Financial News is a financial newspaper and news website published in London.  It is a weekly newspaper, published by eFinancial News Limited, covering the financial services sector through news, views and extensive people coverage. Financial News was founded in 1996.

Financial News is owned by Dow Jones & Company, who acquired eFinancial News in 2007. It is part of the Dow Jones Media Group division, which also includes Barron's, Factiva, MarketWatch and Mansion Global.
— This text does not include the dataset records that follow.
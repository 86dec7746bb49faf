//! HTTP document store — a `DocumentStore` speaking this crate's own
//! document API, for a bridge running apart from the server process.

use std::time::Duration;

use super::{DocumentStore, SaveAck, StoreError};
use crate::record::Snapshot;

const REQUEST_TIMEOUT_SECS: u64 = 30;
const CONNECT_TIMEOUT_SECS: u64 = 10;

pub struct HttpStore {
    http: reqwest::Client,
    base_url: String,
}

impl HttpStore {
    /// Build a client for a server at `base_url` (e.g. `http://localhost:3000`).
    ///
    /// # Errors
    ///
    /// Returns [`StoreError::Transport`] if the HTTP client cannot be built.
    pub fn new(base_url: impl Into<String>) -> Result<Self, StoreError> {
        let http = reqwest::Client::builder()
            .timeout(Duration::from_secs(REQUEST_TIMEOUT_SECS))
            .connect_timeout(Duration::from_secs(CONNECT_TIMEOUT_SECS))
            .build()
            .map_err(|e| StoreError::Transport(e.to_string()))?;
        let base_url = base_url.into().trim_end_matches('/').to_string();
        Ok(Self { http, base_url })
    }

    fn document_endpoint(&self, id: &str) -> String {
        format!("{}/api/document/{id}", self.base_url)
    }
}

#[async_trait::async_trait]
impl DocumentStore for HttpStore {
    async fn get_document(&self, id: &str) -> Result<Option<Snapshot>, StoreError> {
        let response = self
            .http
            .get(self.document_endpoint(id))
            .send()
            .await
            .map_err(|e| StoreError::Transport(e.to_string()))?;

        let status = response.status().as_u16();
        if status != 200 {
            let body = response.text().await.unwrap_or_default();
            return Err(StoreError::Rejected { status, body });
        }

        // The server answers JSON `null` for a never-saved document.
        response
            .json::<Option<Snapshot>>()
            .await
            .map_err(|e| StoreError::Decode(e.to_string()))
    }

    async fn save_document(&self, id: &str, snapshot: &Snapshot) -> Result<SaveAck, StoreError> {
        let response = self
            .http
            .put(self.document_endpoint(id))
            .json(snapshot)
            .send()
            .await
            .map_err(|e| StoreError::Transport(e.to_string()))?;

        let status = response.status().as_u16();
        if status != 200 {
            let body = response.text().await.unwrap_or_default();
            return Err(StoreError::Rejected { status, body });
        }

        response
            .json::<SaveAck>()
            .await
            .map_err(|e| StoreError::Decode(e.to_string()))
    }
}

#[cfg(test)]
#[path = "http_test.rs"]
mod tests;
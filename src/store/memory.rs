//! In-memory document store — the demo's mock database and the test fake.

use std::collections::HashMap;
use std::sync::Arc;

use tokio::sync::RwLock;

use super::{DocumentStore, SaveAck, StoreError};
use crate::record::Snapshot;

/// Keyed in-memory snapshot storage. Cheap to clone; clones share state.
#[derive(Clone, Default)]
pub struct MemoryStore {
    docs: Arc<RwLock<HashMap<String, Snapshot>>>,
}

impl MemoryStore {
    #[must_use]
    pub fn new() -> Self {
        Self::default()
    }

    /// Number of documents currently held.
    pub async fn document_count(&self) -> usize {
        self.docs.read().await.len()
    }
}

#[async_trait::async_trait]
impl DocumentStore for MemoryStore {
    async fn get_document(&self, id: &str) -> Result<Option<Snapshot>, StoreError> {
        Ok(self.docs.read().await.get(id).cloned())
    }

    async fn save_document(&self, id: &str, snapshot: &Snapshot) -> Result<SaveAck, StoreError> {
        self.docs.write().await.insert(id.to_owned(), snapshot.clone());
        Ok(SaveAck { success: true })
    }
}

#[cfg(test)]
#[path = "memory_test.rs"]
mod tests;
Financial News launched a revamped, mobile-first website and new weekly print edition in January 2017.

Titles
In addition to the publication of the Financial News, the company also operates FNLondon.com, an updated daily website version of Financial News, and The Private Equity News, which provides daily news and analysis for Europe's private equity industry. The Private Equity News website is the counterpart to the weekly Private Equity News hard copy and was launched in 2003.

Coverage

The newspaper and website's coverage is primarily Europe, UK-focused. It is stratified by the financial services industry, with major weekly news and views pieces on investment banking, asset management, private equity, fintech, trading and regulation as well as people coverage spanning key moves, recruitment and employment trends, regulation around salaries and bonuses, business education, diversity and more.

Circulation

The ABC Audited average circulation for the Financial News print edition for the six-month period ending June 2016 was 15,808. The readership profile is highly educated and affluent professionals, mainly in the London-based financial services industries. The average annual income of Financial News readers is over 200,000 pounds sterling.

Visits to the main website in June 2016 was 319,728. The page views for the same month were about 720,000.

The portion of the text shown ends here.